The problem is that Microsoft forgot that a lot of web application development uses its SQL Server db as a backend. Now, SQL Server is a mature product and the basic data types that it incorporates have not changed for a significant time.

The problem I've been happening deals with integers:
  • tinyint (8-bit) - 0 - 255
  • smallint (16-bit) -2^15 (-32,768) to 2^15-1 (32,767)
  • int (32-bit) - -2^31 (-2,147,483,648) to 2^31-1 (2,147,483,647)
I use the tinyint for lookup tables where there will be a very limited number of items. In this case, it was a table for status, which currently has two items, active and inactive.

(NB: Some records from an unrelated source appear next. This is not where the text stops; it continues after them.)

//! Taxonomy store: lookup-or-create, rename, and orphan-safe delete for
//! categories and tags.
//!
//! Categories and tags share one shape and one rule set, so the store is
//! generic over [`TaxonomyKind`]. Uniqueness is enforced by the unique
//! indexes on `lower(name)` and `slug`; `find_or_create` tolerates losing a
//! race by re-reading after a conflict-swallowed insert, so concurrent
//! duplicate requests converge on a single row.

use anyhow::anyhow;
use sqlx::{PgConnection, PgPool};
use tracing::info;
use uuid::Uuid;

use crate::error::{PublishError, PublishResult};
use crate::slug::slugify;

/// Which taxonomy table an operation targets.
#[derive(Debug, Clone, Copy, PartialEq, Eq)]
pub enum TaxonomyKind {
    Category,
    Tag,
}

impl TaxonomyKind {
    fn table(self) -> &'static str {
        match self {
            TaxonomyKind::Category => "categories",
            TaxonomyKind::Tag => "tags",
        }
    }

    fn link_table(self) -> &'static str {
        match self {
            TaxonomyKind::Category => "content_category_links",
            TaxonomyKind::Tag => "content_tag_links",
        }
    }

    fn link_column(self) -> &'static str {
        match self {
            TaxonomyKind::Category => "category_id",
            TaxonomyKind::Tag => "tag_id",
        }
    }

    fn label(self) -> &'static str {
        match self {
            TaxonomyKind::Category => "Category",
            TaxonomyKind::Tag => "Tag",
        }
    }
}

/// Look up a term by name (case-insensitive) or slug, creating it when
/// absent. Returns the id of the existing or new row.
///
/// Idempotent under concurrent duplicates: the insert swallows unique
/// conflicts and re-reads, so the second caller observes the first caller's
/// row.
pub async fn find_or_create(
    conn: &mut PgConnection,
    kind: TaxonomyKind,
    name: &str,
) -> PublishResult<Uuid> {
    let name = name.trim();
    if name.is_empty() {
        return Err(PublishError::validation(format!(
            "{} name is required",
            kind.label()
        )));
    }

    let slug = slugify(name);
    if slug.is_empty() {
        return Err(PublishError::validation(format!(
            "{} name must contain letters or numbers",
            kind.label()
        )));
    }

    if let Some(id) = lookup(conn, kind, name, &slug).await? {
        return Ok(id);
    }

    let id = Uuid::now_v7();
    let inserted = sqlx::query(&format!(
        "INSERT INTO {} (id, name, slug) VALUES ($1, $2, $3) ON CONFLICT DO NOTHING",
        kind.table()
    ))
    .bind(id)
    .bind(name)
    .bind(&slug)
    .execute(&mut *conn)
    .await?;

    if inserted.rows_affected() == 1 {
        info!(kind = kind.label(), name, %id, "taxonomy term created");
        return Ok(id);
    }

    // Lost the race: a concurrent request created the row between our
    // lookup and insert. Observe it instead of failing.
    lookup(conn, kind, name, &slug)
        .await?
        .ok_or_else(|| PublishError::Internal(anyhow!("taxonomy row vanished after conflict")))
}

async fn lookup(
    conn: &mut PgConnection,
    kind: TaxonomyKind,
    name: &str,
    slug: &str,
) -> Result<Option<Uuid>, sqlx::Error> {
    sqlx::query_scalar(&format!(
        "SELECT id FROM {} WHERE lower(name) = lower($1) OR slug = $2 LIMIT 1",
        kind.table()
    ))
    .bind(name)
    .bind(slug)
    .fetch_optional(&mut *conn)
    .await
}

/// Rename a term in place, re-deriving its slug. Associations reference the
/// id and are unaffected.
pub async fn rename(
    pool: &PgPool,
    kind: TaxonomyKind,
    id: Uuid,
    new_name: &str,
) -> PublishResult<()> {
    let new_name = new_name.trim();
    if new_name.is_empty() {
        return Err(PublishError::validation(format!(
            "{} name is required",
            kind.label()
        )));
    }

    let slug = slugify(new_name);
    if slug.is_empty() {
        return Err(PublishError::validation(format!(
            "{} name must contain letters or numbers",
            kind.label()
        )));
    }

    let collides: bool = sqlx::query_scalar(&format!(
        "SELECT EXISTS(\
            SELECT 1 FROM {} \
            WHERE (lower(name) = lower($1) OR slug = $2) AND id <> $3\
         )",
        kind.table()
    ))
    .bind(new_name)
    .bind(&slug)
    .bind(id)
    .fetch_one(pool)
    .await?;

    if collides {
        return Err(PublishError::validation(format!(
            "A {} with that name already exists",
            kind.label().to_lowercase()
        )));
    }

    let result = sqlx::query(&format!(
        "UPDATE {} SET name = $1, slug = $2 WHERE id = $3",
        kind.table()
    ))
    .bind(new_name)
    .bind(&slug)
    .bind(id)
    .execute(pool)
    .await?;

    if result.rows_affected() == 0 {
        return Err(PublishError::NotFound);
    }

    info!(kind = kind.label(), %id, name = new_name, "taxonomy term renamed");
    Ok(())
}

/// Delete a term and every association row referencing it, in one
/// transaction. The linked content items are otherwise unchanged.
pub async fn delete(pool: &PgPool, kind: TaxonomyKind, id: Uuid) -> PublishResult<()> {
    let mut tx = pool.begin().await?;

    let links = sqlx::query(&format!(
        "DELETE FROM {} WHERE {} = $1",
        kind.link_table(),
        kind.link_column()
    ))
    .bind(id)
    .execute(&mut *tx)
    .await?;

    let result = sqlx::query(&format!("DELETE FROM {} WHERE id = $1", kind.table()))
        .bind(id)
        .execute(&mut *tx)
        .await?;

    if result.rows_affected() == 0 {
        // Nothing to delete; drop the transaction without committing
        return Err(PublishError::NotFound);
    }

    tx.commit().await?;

    info!(
        kind = kind.label(),
        %id,
        links_removed = links.rows_affected(),
        "taxonomy term deleted"
    );
    Ok(())
}

#[cfg(test)]
#[allow(clippy::unwrap_used, clippy::expect_used)]
mod tests {
    use super::*;

    #[test]
    fn kind_tables() {
        assert_eq!(TaxonomyKind::Category.table(), "categories");
        assert_eq!(TaxonomyKind::Tag.table(), "tags");
        assert_eq!(TaxonomyKind::Category.link_table(), "content_category_links");
        assert_eq!(TaxonomyKind::Tag.link_table(), "content_tag_links");
        assert_eq!(TaxonomyKind::Category.link_column(), "category_id");
        assert_eq!(TaxonomyKind::Tag.link_column(), "tag_id");
    }
}
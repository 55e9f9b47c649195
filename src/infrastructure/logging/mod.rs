//! Logging initialization using tracing.

use std::io;

use anyhow::{bail, Result};
use tracing::Level;
use tracing_appender::non_blocking::WorkerGuard;
use tracing_subscriber::layer::SubscriberExt;
use tracing_subscriber::util::SubscriberInitExt;
use tracing_subscriber::EnvFilter;

use crate::domain::models::LoggingConfig;

/// Initialized logger; hold the returned guard for the process lifetime
/// so buffered file output is flushed on shutdown.
pub struct Logger {
    _guard: Option<WorkerGuard>,
}

impl Logger {
    /// Initialize the global tracing subscriber from configuration.
    ///
    /// Logs go to stderr (pretty or json per config), plus a JSON file
    /// layer when a log file is configured. `RUST_LOG` overrides the
    /// configured level.
    pub fn init(config: &LoggingConfig) -> Result<Self> {
        let default_level = parse_log_level(&config.level)?;
        let env_filter = EnvFilter::builder()
            .with_default_directive(default_level.into())
            .from_env_lossy();

        let guard = if let Some(ref path) = config.file {
            let file = std::fs::OpenOptions::new()
                .create(true)
                .append(true)
                .open(path)?;
            let (non_blocking, guard) = tracing_appender::non_blocking(file);
            let file_layer = tracing_subscriber::fmt::layer()
                .json()
                .with_writer(non_blocking)
                .with_ansi(false)
                .with_target(true);

            if config.format == "json" {
                tracing_subscriber::registry()
                    .with(env_filter)
                    .with(file_layer)
                    .with(tracing_subscriber::fmt::layer().json().with_writer(io::stderr))
                    .init();
            } else {
                tracing_subscriber::registry()
                    .with(env_filter)
                    .with(file_layer)
                    .with(tracing_subscriber::fmt::layer().with_writer(io::stderr))
                    .init();
            }
            Some(guard)
        } else {
            if config.format == "json" {
                tracing_subscriber::registry()
                    .with(env_filter)
                    .with(tracing_subscriber::fmt::layer().json().with_writer(io::stderr))
                    .init();
            } else {
                tracing_subscriber::registry()
                    .with(env_filter)
                    .with(tracing_subscriber::fmt::layer().with_writer(io::stderr))
                    .init();
            }
            None
        };

        Ok(Self { _guard: guard })
    }
}

fn parse_log_level(level: &str) -> Result<Level> {
    match level.to_lowercase().as_str() {
        "trace" => Ok(Level::TRACE),
        "debug" => Ok(Level::DEBUG),
        "info" => Ok(Level::INFO),
        "warn" => Ok(Level::WARN),
        "error" => Ok(Level::ERROR),
        other => bail!("invalid log level: {other}"),
    }
}
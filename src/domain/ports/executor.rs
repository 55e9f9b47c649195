//! Artifact executor port.
//!
//! The seam between the orchestration logic and untrusted generated code.
//! Implementations run one artifact in isolation and always come back with
//! a structured `ExecutionResult`; faults raised by the executed code are
//! caught at the sandbox boundary and reported as a `Failed` result, never
//! as an `Err` into the controller.

use async_trait::async_trait;

use crate::domain::models::{CodeArtifact, ExecutionResult};

/// Port for sandboxed execution of generated code.
#[async_trait]
pub trait ArtifactExecutor: Send + Sync {
    /// Run `artifact` in an isolated working directory and return the
    /// structured outcome. Infrastructure faults on the sandbox's own side
    /// (workspace I/O, spawn errors) are also folded into a `Failed`
    /// result so a single bad attempt can never abort the search.
    async fn execute(&self, artifact: &CodeArtifact) -> ExecutionResult;
}
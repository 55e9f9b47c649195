//! Command-line interface.

pub mod commands;

use clap::{Parser, Subcommand};
use std::path::PathBuf;

/// Crucible: autonomous ML engineering pipeline.
#[derive(Parser, Debug)]
#[command(name = "crucible", version, about)]
pub struct Cli {
    /// Path to a configuration file (defaults to `crucible.yaml`)
    #[arg(long, global = true)]
    pub config: Option<PathBuf>,

    #[command(subcommand)]
    pub command: Commands,
}

/// Top-level commands.
#[derive(Subcommand, Debug)]
pub enum Commands {
    /// Run the full pipeline for a task
    Run(commands::run::RunArgs),
    /// Show the resolved configuration
    Config(commands::config::ConfigArgs),
}

/// Print a fatal error to stderr and exit non-zero.
pub fn handle_error(err: anyhow::Error) -> ! {
    eprintln!("{} {err:#}", console::style("error:").red().bold());
    std::process::exit(1);
}
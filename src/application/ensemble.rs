//! Ensemble composer: combination-strategy search over top candidates.
//!
//! Takes the pool's top-k candidates and runs a bounded number of rounds,
//! each asking the oracle for one combination strategy (voting, stacking,
//! blending) over the fixed candidate set, executed and repaired like any
//! other attempt. Selection is monotone against the overall best score,
//! so ensembling is strictly optional improvement: if no combination beats
//! the best single candidate, the single candidate stands.

use std::sync::Arc;

use tracing::{info, warn};
use uuid::Uuid;

use crate::domain::models::{
    CodeArtifact, RefinementRound, RoundStage, SearchConfig, TaskSpec,
};
use crate::domain::ports::{ProposalKind, ProposeRequest, SynthesisOracle};

use super::attempts::AttemptRunner;
use super::pool::CandidatePool;

/// Runs the post-refinement combination-strategy search.
pub struct EnsembleComposer {
    task: TaskSpec,
    search: SearchConfig,
    oracle: Arc<dyn SynthesisOracle>,
    runner: Arc<AttemptRunner>,
}

impl EnsembleComposer {
    /// Create a composer for `task`.
    pub fn new(
        task: TaskSpec,
        search: SearchConfig,
        oracle: Arc<dyn SynthesisOracle>,
        runner: Arc<AttemptRunner>,
    ) -> Self {
        Self {
            task,
            search,
            oracle,
            runner,
        }
    }

    /// Run `ensemble_loop_rounds` combination rounds against the pool.
    ///
    /// Needs at least two successful candidates to combine; otherwise the
    /// stage is skipped entirely.
    pub async fn run(&self, pool: &mut CandidatePool) {
        let parents: Vec<(Uuid, String)> = pool
            .top_k(self.search.ensemble_top_k)
            .into_iter()
            .map(|a| (a.id, a.source.clone()))
            .collect();
        if parents.len() < 2 {
            info!(
                candidates = parents.len(),
                "not enough candidates for ensembling; skipping stage"
            );
            return;
        }

        let parent_ids: Vec<Uuid> = parents.iter().map(|(id, _)| *id).collect();
        let parent_sources: Vec<String> = parents.into_iter().map(|(_, s)| s).collect();
        let mut prior_attempts: Vec<String> = Vec::new();

        for iteration in 0..self.search.ensemble_loop_rounds {
            let baseline = pool
                .best_score()
                .expect("ensemble stage runs only with a seeded pool");
            let round_index = pool.rounds().len() as u32;
            let mut round = RefinementRound::new(round_index, RoundStage::Ensemble);
            round.best_score_after = Some(baseline);

            info!(
                iteration = iteration + 1,
                total = self.search.ensemble_loop_rounds,
                baseline,
                "starting ensemble round"
            );

            let request = ProposeRequest::new(
                &self.task,
                ProposalKind::Ensemble {
                    parent_sources: parent_sources.clone(),
                    prior_attempts: prior_attempts.clone(),
                },
                1,
            );
            let source = match self.oracle.propose(request).await {
                Ok(mut variants) if !variants.is_empty() => variants.swap_remove(0),
                Ok(_) => {
                    warn!("oracle returned no combination strategy; recording no-op round");
                    pool.record_round(round);
                    continue;
                }
                Err(err) => {
                    warn!(error = %err, "ensemble generation failed; recording no-op round");
                    pool.record_round(round);
                    continue;
                }
            };

            let artifact = CodeArtifact::ensemble(source, parent_ids.clone(), round_index);
            let attempt = self.runner.evaluate(&self.task, artifact).await;
            round.push_attempt(attempt.record());

            match attempt.result.score {
                Some(score) => {
                    prior_attempts.push(format!(
                        "combination {} scored {score:.5}",
                        iteration + 1
                    ));
                    if pool.direction().improves(score, baseline) {
                        round.mark_improved(attempt.artifact.id, score);
                        info!(score, "ensemble improved on best single candidate");
                    } else {
                        info!(score, baseline, "ensemble did not beat incumbent; discarded");
                    }
                }
                None => {
                    prior_attempts.push(format!(
                        "combination {} failed to execute",
                        iteration + 1
                    ));
                }
            }

            for (a, r) in attempt.superseded {
                pool.record_attempt(a, r);
            }
            pool.record_attempt(attempt.artifact, attempt.result);
            pool.record_round(round);
        }
    }
}
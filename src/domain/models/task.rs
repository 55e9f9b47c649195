//! Task domain model.
//!
//! A task describes the ML problem being solved: evaluation metric,
//! optimization direction, and where the dataset lives. It is created once
//! at pipeline start and read-only thereafter.

use serde::{Deserialize, Serialize};
use std::path::PathBuf;

/// Direction in which the evaluation metric improves.
#[derive(Debug, Clone, Copy, Default, PartialEq, Eq, Hash, Serialize, Deserialize)]
#[serde(rename_all = "snake_case")]
pub enum MetricDirection {
    /// Lower scores are better (RMSE, MAE, log loss).
    #[default]
    Minimize,
    /// Higher scores are better (accuracy, AUC, F1).
    Maximize,
}

impl MetricDirection {
    pub fn as_str(&self) -> &'static str {
        match self {
            Self::Minimize => "minimize",
            Self::Maximize => "maximize",
        }
    }

    /// Whether `candidate` strictly improves on `incumbent`.
    pub fn improves(&self, candidate: f64, incumbent: f64) -> bool {
        match self {
            Self::Minimize => candidate < incumbent,
            Self::Maximize => candidate > incumbent,
        }
    }

    /// Ordering of `a` relative to `b`, best-first.
    ///
    /// NaN scores sort last so a malformed score can never win selection.
    pub fn compare(&self, a: f64, b: f64) -> std::cmp::Ordering {
        // NaN is classified before the direction swap; swapping first
        // would invert "last" into "first" for one direction.
        match (a.is_nan(), b.is_nan()) {
            (true, true) => return std::cmp::Ordering::Equal,
            (true, false) => return std::cmp::Ordering::Greater,
            (false, true) => return std::cmp::Ordering::Less,
            (false, false) => {}
        }
        let (a, b) = match self {
            Self::Minimize => (a, b),
            Self::Maximize => (b, a),
        };
        a.partial_cmp(&b).unwrap_or(std::cmp::Ordering::Equal)
    }
}

/// Immutable description of the problem being solved.
#[derive(Debug, Clone, PartialEq, Serialize, Deserialize)]
pub struct TaskSpec {
    /// Task name, matches the dataset folder name.
    pub name: String,
    /// Free-text description handed to the synthesis oracle.
    pub description: String,
    /// Evaluation metric name (e.g. "rmse", "accuracy").
    pub metric: String,
    /// Whether the metric is minimized or maximized.
    pub direction: MetricDirection,
    /// Directory containing the task's input data (read-only, shared).
    pub dataset_dir: PathBuf,
}

impl TaskSpec {
    /// Create a task spec. Description defaults to the name until loaded.
    pub fn new(name: impl Into<String>, metric: impl Into<String>, direction: MetricDirection) -> Self {
        let name = name.into();
        Self {
            description: name.clone(),
            name,
            metric: metric.into(),
            direction,
            dataset_dir: PathBuf::new(),
        }
    }

    /// Set the task description.
    pub fn with_description(mut self, description: impl Into<String>) -> Self {
        self.description = description.into();
        self
    }

    /// Set the dataset directory.
    pub fn with_dataset_dir(mut self, dir: impl Into<PathBuf>) -> Self {
        self.dataset_dir = dir.into();
        self
    }
}

#[cfg(test)]
mod tests {
    use super::*;
    use std::cmp::Ordering;

    #[test]
    fn test_improves_respects_direction() {
        assert!(MetricDirection::Minimize.improves(0.18, 0.25));
        assert!(!MetricDirection::Minimize.improves(0.25, 0.18));
        assert!(MetricDirection::Maximize.improves(0.92, 0.88));
        assert!(!MetricDirection::Maximize.improves(0.88, 0.92));
    }

    #[test]
    fn test_equal_scores_do_not_improve() {
        assert!(!MetricDirection::Minimize.improves(0.2, 0.2));
        assert!(!MetricDirection::Maximize.improves(0.2, 0.2));
    }

    #[test]
    fn test_compare_orders_best_first() {
        assert_eq!(MetricDirection::Minimize.compare(0.1, 0.2), Ordering::Less);
        assert_eq!(MetricDirection::Maximize.compare(0.1, 0.2), Ordering::Greater);
    }

    #[test]
    fn test_compare_sorts_nan_last() {
        for direction in [MetricDirection::Minimize, MetricDirection::Maximize] {
            assert_eq!(direction.compare(f64::NAN, 0.5), Ordering::Greater);
            assert_eq!(direction.compare(0.5, f64::NAN), Ordering::Less);
            assert_eq!(direction.compare(f64::NAN, f64::NAN), Ordering::Equal);
        }
    }
}
//! Refinement round records.
//!
//! Append-only history of the search: every round, attempt, and failure is
//! recorded so a post-mortem of any run can reconstruct what was tried.

use chrono::{DateTime, Utc};
use serde::{Deserialize, Serialize};
use uuid::Uuid;

use super::execution::ExecutionStatus;

/// Which stage of the pipeline a round belongs to.
#[derive(Debug, Clone, Copy, PartialEq, Eq, Serialize, Deserialize)]
#[serde(rename_all = "snake_case")]
pub enum RoundStage {
    /// Seeding of initial candidates.
    Seeding,
    /// Ablation-guided refinement of the current best.
    Refinement,
    /// Combination-strategy search over the top candidates.
    Ensemble,
}

impl RoundStage {
    pub fn as_str(&self) -> &'static str {
        match self {
            Self::Seeding => "seeding",
            Self::Refinement => "refinement",
            Self::Ensemble => "ensemble",
        }
    }
}

/// Record of one improvement attempt within a round.
#[derive(Debug, Clone, PartialEq, Serialize, Deserialize)]
pub struct AttemptRecord {
    /// Final artifact of the attempt (the repaired one, if repair ran).
    pub artifact_id: Uuid,
    /// Final execution status after any repair.
    pub status: ExecutionStatus,
    /// Final score, when succeeded.
    pub score: Option<f64>,
    /// Oracle calls spent on repair for this attempt.
    pub repair_attempts: u32,
}

/// Record of one outer-loop iteration.
#[derive(Debug, Clone, PartialEq, Serialize, Deserialize)]
pub struct RefinementRound {
    /// Round index, increasing across all stages.
    pub round: u32,
    /// Stage this round ran under.
    pub stage: RoundStage,
    /// Region targeted for mutation; `None` for seeding/ensemble rounds.
    pub target_region: Option<String>,
    /// Every attempt made this round, in generation order.
    pub attempts: Vec<AttemptRecord>,
    /// Winning artifact, if the round improved on the incumbent best.
    pub winner: Option<Uuid>,
    /// Whether the round improved the best score.
    pub improved: bool,
    /// Best known score after the round closed.
    pub best_score_after: Option<f64>,
    /// When the round was recorded.
    pub recorded_at: DateTime<Utc>,
}

impl RefinementRound {
    /// Start an empty round record.
    pub fn new(round: u32, stage: RoundStage) -> Self {
        Self {
            round,
            stage,
            target_region: None,
            attempts: Vec::new(),
            winner: None,
            improved: false,
            best_score_after: None,
            recorded_at: Utc::now(),
        }
    }

    /// Set the mutation target region.
    pub fn with_target_region(mut self, region: impl Into<String>) -> Self {
        self.target_region = Some(region.into());
        self
    }

    /// Record an attempt.
    pub fn push_attempt(&mut self, attempt: AttemptRecord) {
        self.attempts.push(attempt);
    }

    /// Mark the round as improved by `winner`.
    pub fn mark_improved(&mut self, winner: Uuid, score: f64) {
        self.winner = Some(winner);
        self.improved = true;
        self.best_score_after = Some(score);
    }

    /// Number of attempts that ended with a usable score.
    pub fn successful_attempts(&self) -> usize {
        self.attempts.iter().filter(|a| a.status.is_success()).count()
    }
}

Now, for LINQ, you can manually define your tables as a class. So, my status table looked like this:

[Table(Name = "Status")]
public class t_Status
{
[Column(IsPrimaryKey = true)]
public int statusID;

[Column]
public string type;

private EntitySet _staLU;
[Association(Storage = "_staLU", OtherKey = "statusID")]
public EntitySet StatLU
{
get { return this._staLU; }
set { this._staLU.Assign(value); }
}
}

So when I try to use this I get a "specified cast is not valid". After some searching on Google, I find that LINQ doesnt automatically convert between the various int types. I can understand this from a big to small perspective - you would not want to lose digits/accuracy. But for small to big? It should be able to automatically figure that out in the background.

Further annoyance was found when I discovered I can't even easily assign the tinyint as a proper type in C# - I can with smallint by using public int16 statusID; but that means effectively I have to use a less efficient (memory wise), larger type in my database to be able to use LINQ.

It seems to me that Microsoft should have thought this through - DBAs are not going to be happy having to redesign databases to accomodate this miss.